Recorded data
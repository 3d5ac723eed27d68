//! Fuzz target for the engine under storage failures
//!
//! Drives rotations, compromises, encrypts and sweeps against a
//! ChaoticRepository with a fuzzer-chosen failure rate.
//!
//! # Invariants
//!
//! - The engine NEVER panics on storage errors
//! - Storage errors surface as transient `Err`, not corruption
//! - At most one Active key per conversation
//! - An envelope that was handed out never fails its integrity check

#![no_main]

use std::{sync::Arc, time::Duration};

use arbitrary::Arbitrary;
use keyward_core::{
    ChaoticRepository, EncryptionEngine, EngineConfig, EngineError, KeyRepository, KeyState,
    MemoryRepository, RecordingAudit, RevokedKeyPolicy, SecureBuffer, SimEnv, StaticMembership,
};
use libfuzzer_sys::fuzz_target;

#[derive(Debug, Arbitrary)]
struct ChaosScenario {
    /// Seed for key generation and nonces
    seed: u64,
    /// Seed for the ChaoticRepository RNG
    chaos_seed: u64,
    /// Failure rate 0-9 maps to 0%-90%
    failure_rate_tenth: u8,
    /// Destroy revoked keys instead of tombstoning them
    destroy: bool,
    operations: Vec<ChaosOperation>,
}

#[derive(Debug, Arbitrary)]
enum ChaosOperation {
    Rotate,
    Compromise,
    RevokeVersion(u8),
    Encrypt(Vec<u8>),
    DecryptLast,
    Sweep,
    AdvanceHours(u8),
}

fuzz_target!(|scenario: ChaosScenario| {
    let failure_rate = f64::from(scenario.failure_rate_tenth % 10) / 10.0;
    let repository =
        ChaoticRepository::with_seed(MemoryRepository::new(), failure_rate, scenario.chaos_seed);

    let membership = StaticMembership::new();
    membership.set("conv-1", ["alice"]);
    let env = SimEnv::with_seed(scenario.seed);
    let audit = Arc::new(RecordingAudit::new());
    let config = EngineConfig {
        revoked_key_policy: if scenario.destroy {
            RevokedKeyPolicy::Destroy
        } else {
            RevokedKeyPolicy::Tombstone
        },
        message_limits: keyward_core::MessageLimits {
            encoding: keyward_core::BodyEncoding::Binary,
            ..Default::default()
        },
        ..EngineConfig::default()
    };
    let engine = EncryptionEngine::new(repository, env.clone(), Arc::new(membership), config)
        .with_audit(audit.clone());

    let mut last = None;

    for op in scenario.operations.iter().take(256) {
        let result = match op {
            ChaosOperation::Rotate => engine.rotate_key("conv-1").map(drop),
            ChaosOperation::Compromise => engine.revoke_and_rotate("conv-1").map(drop),
            ChaosOperation::RevokeVersion(v) => engine.revoke_version("conv-1", u64::from(*v)),
            ChaosOperation::Encrypt(body) => {
                engine.encrypt("alice", "conv-1", &mut SecureBuffer::from_slice(body)).map(|e| {
                    last = Some(e);
                })
            },
            ChaosOperation::DecryptLast => match &last {
                Some(envelope) => engine.decrypt("alice", "conv-1", envelope).map(drop),
                None => Ok(()),
            },
            ChaosOperation::Sweep => engine.sweep("conv-1").map(drop),
            ChaosOperation::AdvanceHours(h) => {
                env.advance(Duration::from_secs(u64::from(*h) * 3600));
                Ok(())
            },
        };

        if let Err(e) = result {
            assert!(
                !matches!(e, EngineError::IntegrityFailure { .. } | EngineError::CryptoFailure(_)),
                "{op:?} corrupted state: {e}"
            );
        }

        let inner = engine.repository().inner();
        if let Ok(Some(latest)) = inner.latest_version("conv-1") {
            let active = (1..=latest)
                .filter_map(|v| inner.get_by_version("conv-1", v).ok())
                .filter(|key| key.state() == KeyState::Active)
                .count();
            assert!(active <= 1, "{active} Active keys");
        }
    }

    assert!(audit.events().iter().all(|event| {
        !matches!(event, keyward_core::AuditEvent::IntegrityFailure { .. })
    }));
});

• [To do]: From the entries above, copy out every line where the string "RevokeVersion" appears.

• [Exercise result]:
    RevokeVersion(u8),
            ChaosOperation::RevokeVersion(v) => engine.revoke_version("conv-1", u64::from(*v)),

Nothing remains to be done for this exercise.